YOUR GOAL
Scanning the entries below, copy every line that contains the word "enum".

[Extracted records]
◇ ◇ ◇ ◇

use std::str::FromStr;

use indexmap::IndexMap;
use ordered_float::OrderedFloat;
use serde::{Deserialize, Serialize};
use smallvec::SmallVec;
use tracing::{debug, trace};

use crate::error::{AxisError, AxisResult};

/// Integer-shaped nice multiples searched by [`TickStrategy::MagnitudeBracketing`].
pub const INTEGER_NICE_INTERVALS: [f64; 7] = [1.0, 2.0, 5.0, 10.0, 25.0, 50.0, 100.0];

/// Fractional nice multiples searched by [`TickStrategy::BidirectionalRefinement`].
pub const FRACTIONAL_NICE_INTERVALS: [f64; 4] = [0.1, 0.2, 0.25, 0.5];

/// Upper bound on ticks produced for a single interval.
pub const MAX_GENERATED_TICKS: usize = 100_000;

pub(crate) type IntervalSet = SmallVec<[f64; 8]>;

/// Search used to pick the nice interval for a padded range.
#[derive(Debug, Clone, Copy, PartialEq, Eq, Hash, Serialize, Deserialize, Default)]
#[serde(rename_all = "snake_case")]
pub enum TickStrategy {
    /// Compare every power-of-ten rescaling of the integer interval set that
    /// falls inside `(ideal / 2, ideal * 2)`.
    #[default]
    MagnitudeBracketing,
    /// Hill-climb the fractional interval set by powers of ten, keeping the
    /// two intervals closest to the ideal step.
    BidirectionalRefinement,
}

impl TickStrategy {
    #[must_use]
    pub fn default_intervals(self) -> NiceIntervals {
        match self {
            Self::MagnitudeBracketing => NiceIntervals::integer(),
            Self::BidirectionalRefinement => NiceIntervals::fractional(),
        }
    }
}

impl FromStr for TickStrategy {
    type Err = AxisError;

    fn from_str(value: &str) -> Result<Self, Self::Err> {
        match value.trim().to_ascii_lowercase().as_str() {
            "magnitude" | "magnitude_bracketing" | "magnitude-bracketing" => {
                Ok(Self::MagnitudeBracketing)
            }
            "bidirectional" | "bidirectional_refinement" | "bidirectional-refinement" => {
                Ok(Self::BidirectionalRefinement)
            }
            other => Err(AxisError::InvalidConfig(format!(
                "unknown tick strategy `{other}`"
            ))),
        }
    }
}

/// Base set of nice multiples, implicitly scaled by powers of ten.
#[derive(Debug, Clone, PartialEq)]
pub struct NiceIntervals {
    base: IntervalSet,
}

impl NiceIntervals {
    /// Builds a sorted, deduplicated interval set.
    pub fn new(base: impl IntoIterator<Item = f64>) -> AxisResult<Self> {
        let mut base: IntervalSet = base.into_iter().collect();
        if base.is_empty() {
            return Err(AxisError::InvalidConfig(
                "nice interval set must not be empty".to_owned(),
            ));
        }
        if base.iter().any(|value| !value.is_finite() || *value <= 0.0) {
            return Err(AxisError::InvalidConfig(
                "nice intervals must be finite and > 0".to_owned(),
            ));
        }
        base.sort_by(|lhs, rhs| lhs.total_cmp(rhs));
        base.dedup();
        Ok(Self { base })
    }

    #[must_use]
    pub fn integer() -> Self {
        Self {
            base: IntervalSet::from_slice(&INTEGER_NICE_INTERVALS),
        }
    }

    #[must_use]
    pub fn fractional() -> Self {
        Self {
            base: IntervalSet::from_slice(&FRACTIONAL_NICE_INTERVALS),
        }
    }

    #[must_use]
    pub fn base(&self) -> &[f64] {
        &self.base
    }

    /// Returns the base set multiplied by `10^exponent`.
    fn scaled(&self, exponent: i32) -> IntervalSet {
        self.base
            .iter()
            .map(|value| scale_by_power_of_ten(*value, exponent))
            .collect()
    }
}

/// Ticks chosen for one axis together with the interval that produced them.
#[derive(Debug, Clone, PartialEq, Default, Serialize, Deserialize)]
pub struct TickSelection {
    ticks: Vec<f64>,
    interval: Option<f64>,
}

impl TickSelection {
    /// Selection returned for "no data" ranges; callers leave the axis untouched.
    #[must_use]
    pub fn empty() -> Self {
        Self::default()
    }

    #[must_use]
    pub fn ticks(&self) -> &[f64] {
        &self.ticks
    }

    #[must_use]
    pub fn into_ticks(self) -> Vec<f64> {
        self.ticks
    }

    /// Step between consecutive ticks; `None` for empty or single-point selections.
    #[must_use]
    pub fn interval(&self) -> Option<f64> {
        self.interval
    }

    #[must_use]
    pub fn is_empty(&self) -> bool {
        self.ticks.is_empty()
    }

    #[must_use]
    pub fn len(&self) -> usize {
        self.ticks.len()
    }

    /// Axis limits matching the selection: `(first tick, last tick)`.
    #[must_use]
    pub fn limits(&self) -> Option<(f64, f64)> {
        match (self.ticks.first(), self.ticks.last()) {
            (Some(first), Some(last)) => Some((*first, *last)),
            _ => None,
        }
    }
}

/// Nice-interval tick selector for one strategy and interval family.
#[derive(Debug, Clone, PartialEq)]
pub struct TickSelector {
    strategy: TickStrategy,
    intervals: NiceIntervals,
}
use thiserror::Error;

pub type AxisResult<T> = Result<T, AxisError>;

#[derive(Debug, Clone, PartialEq, Error)]
pub enum AxisError {
    #[error("invalid axis designator: `{0}` (expected `x` or `y`)")]
    InvalidAxis(String),

    #[error("invalid configuration: {0}")]
    InvalidConfig(String),

    #[error("invalid range: {0}")]
    InvalidRange(String),

    /// Existing ticks are not evenly spaced, so no single gap can be inferred.
    #[error("unable to determine tick gap: found {distinct} distinct gaps")]
    AmbiguousTickGap { distinct: usize },
}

◇ ◇ ◇ ◇

FINISHED EXERCISE
pub enum TickStrategy {
pub enum AxisError {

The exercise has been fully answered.